I used to think this was just an insult to apple buyers. Then the iPhone 4s came out. I'll never forget the first words that came out of my apple buying friend's mouth after seeing the design. "How will anyone be able to tell I have the new one?"
I like how people spin the fact that Apple doesn't change the design of its iPhone for 2 years as somehow showing that Apple fanatics care about showing that they have the latest and greatest. Apple evolves their designs slowly. Most times, you cannot tell, at a casual glance, that someone is using the latest, unless they have recently come up with a brand new design.
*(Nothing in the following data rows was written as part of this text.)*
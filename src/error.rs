use thiserror::Error;

#[derive(Debug, Clone, PartialEq, Eq, Error)]
pub enum Error {
    #[error("unknown variant {0:?}")]
    UnknownVariant(String),
}

pub type Result<T> = std::result::Result<T, Error>;
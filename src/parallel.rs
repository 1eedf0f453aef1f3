//! Partial net counts over partitions of the input, reduced on the rayon
//! global pool.

use rayon::prelude::*;

use crate::scalar::count_for_loop;

/// Inputs shorter than this are counted on the calling thread.
pub const PARALLEL_THRESHOLD: usize = 1024 * 1024;

pub fn count_parallel(bytes: &[u8]) -> isize {
    if bytes.len() < PARALLEL_THRESHOLD {
        return count_for_loop(bytes);
    }
    let num_threads = rayon::current_num_threads().max(1);
    let chunk_size = bytes.len().div_ceil(num_threads).max(PARALLEL_THRESHOLD / 4);
    bytes.par_chunks(chunk_size).map(count_for_loop).sum()
}
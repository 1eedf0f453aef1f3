#![cfg_attr(feature = "nightly", feature(portable_simd))]

//! Many ways to compute the number of `'s'` bytes minus the number of `'p'`
//! bytes in a buffer.
//!
//! Every function here returns the same answer for the same input; they only
//! differ in the machine code they produce.
//!
//! ```
//! assert_eq!(sp_count::count(b"sspspss"), 3);
//! ```

#[cfg(target_arch = "x86_64")]
pub mod asm;
pub mod data;
pub mod error;
pub mod mask;
pub mod parallel;
pub mod scalar;
pub mod search;
#[cfg(feature = "nightly")]
pub mod simd;
pub mod swar;
pub mod table;
pub mod utils;
pub mod variant;

pub use error::{Error, Result};
pub use variant::Variant;

/// Net count of `bytes`: occurrences of `'s'` minus occurrences of `'p'`.
#[inline]
pub fn count(bytes: &[u8]) -> isize {
    scalar::count_for_loop(bytes)
}
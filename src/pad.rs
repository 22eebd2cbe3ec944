//! Background pad compositor: a blurred copy of a secondary clip fills the canvas behind a
//! slightly shrunk, centred foreground.

use std::path::Path;

use image::RgbaImage;

use crate::blur::blur_frame;
use crate::foundation::core::{Dims, Fps, FrameIndex};
use crate::foundation::error::{ReelError, ReelResult};
use crate::geometry::{fit_frame, keep_aspect_height};
use crate::media::decode::{FfmpegFrameReader, FrameSource};
use crate::media::encode::{AudioInput, FfmpegSink, FfmpegSinkOpts, FrameSink, SinkConfig};
use crate::media::probe::MediaAsset;

/// Tuning for [`composite_with_background`].
#[derive(Clone, Copy, Debug, PartialEq, serde::Serialize, serde::Deserialize)]
#[serde(default)]
pub struct PadOptions {
    /// Gaussian kernel size in pixels; forced odd and at least 1.
    pub blur_kernel: u32,
    /// Pixels removed from each side of the foreground width before centring.
    pub margin_px: u32,
    /// Largest foreground/background duration difference treated as equal.
    pub duration_tolerance_secs: f64,
}

impl Default for PadOptions {
    fn default() -> Self {
        Self {
            blur_kernel: 70,
            margin_px: 50,
            duration_tolerance_secs: 0.05,
        }
    }
}

/// Placement of the shrunk foreground on the background canvas.
#[derive(Clone, Copy, Debug, PartialEq, Eq)]
pub struct PadLayout {
    /// Output canvas, equal to the original foreground size.
    pub canvas: Dims,
    /// Shrunk foreground size.
    pub inner: Dims,
    /// Left edge of the foreground.
    pub x: u32,
    /// Top edge of the foreground.
    pub y: u32,
}

impl PadLayout {
    /// Shrink `foreground` by `margin_px` per side (aspect preserved) and centre it.
    pub fn plan(foreground: Dims, margin_px: u32) -> ReelResult<Self> {
        let canvas = Dims::new(foreground.width, foreground.height)?;
        let inner_width = margin_px
            .checked_mul(2)
            .and_then(|m| canvas.width.checked_sub(m))
            .filter(|w| *w > 0)
            .ok_or_else(|| {
                ReelError::validation(format!(
                    "pad margin {margin_px}px leaves no room in a {canvas} foreground"
                ))
            })?;
        let inner = Dims {
            width: inner_width,
            height: keep_aspect_height(canvas.width, canvas.height, inner_width),
        };
        Ok(Self {
            canvas,
            inner,
            x: (canvas.width - inner.width) / 2,
            y: (canvas.height - inner.height) / 2,
        })
    }
}

/// Fail with [`ReelError::DurationMismatch`] unless the two durations agree within `tolerance`.
pub fn check_durations(foreground_secs: f64, background_secs: f64, tolerance: f64) -> ReelResult<()> {
    if (foreground_secs - background_secs).abs() > tolerance.max(0.0) {
        return Err(ReelError::DurationMismatch {
            foreground_secs,
            background_secs,
        });
    }
    Ok(())
}

/// Composite every foreground frame over a blurred background frame.
///
/// The output has exactly as many frames as `foreground`. If the background runs out first
/// its last frame is held.
pub fn pad_frames(
    foreground: &mut dyn FrameSource,
    background: &mut dyn FrameSource,
    layout: PadLayout,
    blur_kernel: u32,
    fps: Fps,
    audio: Option<AudioInput>,
    sink: &mut dyn FrameSink,
) -> ReelResult<u64> {
    sink.begin(SinkConfig {
        dims: layout.canvas,
        fps,
        audio,
    })?;

    let mut held_bg: Option<RgbaImage> = None;
    let mut idx = 0u64;
    while let Some(fg) = foreground.next_frame()? {
        if let Some(bg) = background.next_frame()? {
            let bg = fit_frame(bg, layout.canvas);
            held_bg = Some(blur_frame(&bg, blur_kernel)?);
        }
        let Some(bg) = held_bg.as_ref() else {
            return Err(ReelError::validation("background stream produced no frames"));
        };

        let mut frame = bg.clone();
        let fg = fit_frame(fg, layout.inner);
        image::imageops::replace(&mut frame, &fg, i64::from(layout.x), i64::from(layout.y));
        sink.push_frame(FrameIndex(idx), &frame)?;
        idx += 1;
    }

    sink.end()?;
    Ok(idx)
}

/// Build the blurred background from `background_path` and centre `foreground_path` on it.
///
/// Both inputs must already share the same duration. The output keeps the foreground's size,
/// frame rate and duration, and only the foreground's audio.
#[tracing::instrument(skip(opts), fields(fg = %foreground_path.display(), bg = %background_path.display()))]
pub fn composite_with_background(
    foreground_path: &Path,
    background_path: &Path,
    opts: &PadOptions,
    out_path: &Path,
) -> ReelResult<MediaAsset> {
    let fg = MediaAsset::open(foreground_path)?;
    let bg = MediaAsset::open(background_path)?;
    check_durations(
        fg.info.duration_secs,
        bg.info.duration_secs,
        opts.duration_tolerance_secs,
    )?;

    let layout = PadLayout::plan(fg.dims(), opts.margin_px)?;
    let fps = fg.info.video_fps()?;

    let mut fg_reader = FfmpegFrameReader::open(&fg.path, Some(layout.inner))?;
    let mut bg_reader = FfmpegFrameReader::open(&bg.path, Some(layout.canvas))?;
    let audio = fg.info.has_audio.then(|| AudioInput {
        path: fg.path.clone(),
        max_duration_secs: None,
    });
    let mut sink = FfmpegSink::new(FfmpegSinkOpts::new(out_path));
    let frames = pad_frames(
        &mut fg_reader,
        &mut bg_reader,
        layout,
        opts.blur_kernel,
        fps,
        audio,
        &mut sink,
    )?;
    tracing::info!(
        frames,
        canvas = %layout.canvas,
        inner = %layout.inner,
        "composited foreground over blurred background"
    );

    MediaAsset::open(out_path)
}

#[cfg(test)]
#[path = "../tests/unit/pad.rs"]
mod tests;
So your anecdote reveals more about your friend than it does about the Apple buying public.
Joswiak? (Score:2)
"Market research" is many things (Score:5, Insightful)
Using it as Apple is saying here, to survey users, is one thing. It helps gather info on actual uses, usage patterns, customer feedback.
Using it to design a product or to test a product design, is quite another, especially if, like often, it ends up justifying half-baked committee-think. Apple forte has been Steve Job's "I'm the customer, please me" stance, which is far superior to the "Make none of us dislike it too much" design-by committee version. It requires strong leadership. Apple had that, and storng value too: sexiness and easse of use.
As an Android user, I wish, I wish Google did more user surveys. There are a handful of very easy changes that would make Android rock, observably so, including in the shop right next to an iPad.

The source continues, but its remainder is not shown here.